When residents of Seattle visit their friends, legal liability is probably not in the forefront of the guest's or homeowner's mind. Nevertheless, serious injuries often occur in the context of a social visit, and an overview of the law of homeowner liability may provide either comfort or a warning to the homeowner.
Like most rules of tort liability in the common law, a homeowner's duty to social guests is based upon the concept of due care. The law of negligence requires each person to use due care in dealing with others. But what is "due care"? In Washington, an owner or occupier of real estate has a legal duty to inform visitors to the premises of any dangerous conditions of which the owner has actual knowledge or about which the owner can reasonably be expected to have knowledge. In other words, the owner must notify all guests of a dangerous condition, such as a loose handrail on a stairway or a missing step. The law charges the owner or possessor of the premises with knowledge of such defects. The occupier of the premises is also charged with a duty to notify any guest of such defects and the danger they pose.
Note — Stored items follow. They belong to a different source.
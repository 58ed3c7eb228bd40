pub mod clock;
pub mod error;
pub mod models;


pub use clock::{Clock, ManualClock, SystemClock};
pub use error::{CoreError, Result};
pub use models::field_violation::FieldViolation;
pub use models::ticket::Ticket;
pub use models::ticket_dto::{
    FIELD_NAME, FIELD_PRIORITY, FIELD_PROBLEM_DESCRIPTION, FIELD_STATUS, TicketDto,
};
pub use models::ticket_priority::TicketPriority;

/// Maximum length of a ticket name, in characters.
pub const MAX_NAME_LENGTH: usize = 100;
/// Maximum length of a ticket problem description, in characters.
pub const MAX_PROBLEM_DESCRIPTION_LENGTH: usize = 1000;
/// Maximum length of a ticket status, in characters.
pub const MAX_STATUS_LENGTH: usize = 50;
/// Status assigned to newly opened tickets.
pub const DEFAULT_STATUS: &str = "Open";
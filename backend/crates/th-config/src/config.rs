use crate::{
    CONFIG_DIR_ENV, CONFIG_FILENAME, ConfigError, ConfigErrorResult, DEFAULT_CONFIG_DIR,
    DatabaseConfig, LoggingConfig, ServerConfig,
};

use std::path::{Path, PathBuf};

use log::info;
use serde::Deserialize;

#[derive(Debug, Clone, Deserialize, Default)]
#[serde(default)]
pub struct Config {
    pub server: ServerConfig,
    pub database: DatabaseConfig,
    pub logging: LoggingConfig,
}

impl Config {
    /// Load config from the config directory.
    ///
    /// Loading order:
    /// 1. TH_CONFIG_DIR env var, else ./.titanhelp/
    /// 2. Auto-create the config directory if it doesn't exist
    /// 3. Load config.toml if it exists, else use defaults
    /// 4. Apply TH_* environment variable overrides
    ///
    /// Does NOT validate - call validate() after load().
    pub fn load() -> ConfigErrorResult<Self> {
        let config_dir = Self::config_dir()?;

        if !config_dir.exists() {
            std::fs::create_dir_all(&config_dir).map_err(|e| ConfigError::Io {
                path: config_dir.clone(),
                source: e,
            })?;
        }

        let config_path = config_dir.join(CONFIG_FILENAME);

        let mut config = if config_path.exists() {
            Self::load_toml(&config_path)?
        } else {
            Config::default()
        };

        config.apply_env_overrides();

        Ok(config)
    }

    fn load_toml(path: &Path) -> ConfigErrorResult<Self> {
        let contents = std::fs::read_to_string(path).map_err(|e| ConfigError::Io {
            path: path.to_path_buf(),
            source: e,
        })?;

        toml::from_str(&contents).map_err(|e| ConfigError::Toml {
            path: path.to_path_buf(),
            source: e,
        })
    }

    /// Get the config directory.
    /// Priority: TH_CONFIG_DIR env var > ./.titanhelp/ (relative to cwd)
    pub fn config_dir() -> ConfigErrorResult<PathBuf> {
        if let Ok(dir) = std::env::var(CONFIG_DIR_ENV) {
            return Ok(PathBuf::from(dir));
        }

        let cwd = std::env::current_dir()
            .map_err(|_| ConfigError::config("Cannot determine current working directory"))?;
        Ok(cwd.join(DEFAULT_CONFIG_DIR))
    }

    /// Validate all sections. Call after load() to catch errors at startup.
    pub fn validate(&self) -> ConfigErrorResult<()> {
        self.server.validate()?;
        self.database.validate()?;

        if let Some(file) = &self.logging.file
            && file.trim().is_empty()
        {
            return Err(ConfigError::logging("logging.file cannot be empty when set"));
        }

        Ok(())
    }

    /// Absolute path to the database file.
    pub fn database_path(&self) -> ConfigErrorResult<PathBuf> {
        Ok(Self::config_dir()?.join(&self.database.path))
    }

    /// Absolute path to the log file, if file logging is enabled.
    pub fn log_file_path(&self) -> ConfigErrorResult<Option<PathBuf>> {
        match &self.logging.file {
            Some(file) => Ok(Some(
                Self::config_dir()?.join(&self.logging.dir).join(file),
            )),
            None => Ok(None),
        }
    }

    pub fn bind_addr(&self) -> String {
        format!("{}:{}", self.server.host, self.server.port)
    }

    pub fn log_summary(&self) {
        info!("Configuration loaded:");
        info!("  server: {}:{}", self.server.host, self.server.port);
        info!(
            "  database: {} (max {} connections)",
            self.database.path, self.database.max_connections
        );
        info!(
            "  logging: {} (colored: {}, file: {})",
            *self.logging.level,
            self.logging.colored,
            self.logging.file.as_deref().unwrap_or("none")
        );
    }

    fn apply_env_overrides(&mut self) {
        // Server
        Self::apply_env_string("TH_SERVER_HOST", &mut self.server.host);
        Self::apply_env_parse("TH_SERVER_PORT", &mut self.server.port);

        // Database
        Self::apply_env_string("TH_DATABASE_PATH", &mut self.database.path);
        Self::apply_env_parse(
            "TH_DATABASE_MAX_CONNECTIONS",
            &mut self.database.max_connections,
        );

        // Logging
        Self::apply_env_parse("TH_LOG_LEVEL", &mut self.logging.level);
        Self::apply_env_bool("TH_LOG_COLORED", &mut self.logging.colored);
        Self::apply_env_option_string("TH_LOG_FILE", &mut self.logging.file);
    }

    fn apply_env_string(var_name: &str, target: &mut String) {
        if let Ok(val) = std::env::var(var_name) {
            *target = val;
        }
    }

    /// Accepts "true"/"1"; anything else is false
    fn apply_env_bool(var_name: &str, target: &mut bool) {
        if let Ok(val) = std::env::var(var_name) {
            *target = val == "true" || val == "1";
        }
    }

    /// Unparseable values leave the target untouched
    fn apply_env_parse<T: std::str::FromStr>(var_name: &str, target: &mut T) {
        if let Ok(val) = std::env::var(var_name)
            && let Ok(parsed) = val.parse()
        {
            *target = parsed;
        }
    }

    fn apply_env_option_string(var_name: &str, target: &mut Option<String>) {
        if let Ok(val) = std::env::var(var_name) {
            *target = Some(val);
        }
    }
}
The owner's duty is limited by a similar duty imposed on the visitor to notice and take account of dangerous conditions. If the condition is one about which the guest has actual knowledge, or if the guest can be reasonably expected to observe the condition and to exercise caution, the owner cannot be held liable for any injury caused by such a defect.
The issue, of course, is what is reasonable. Has the landlord acted reasonably in failing to notify a guest about a hidden defect of which he has actual knowledge? Or has the guest acted reasonably in ignoring a warning provided by the owner? In most cases, these questions are answered by the jury after receiving instructions from the judge.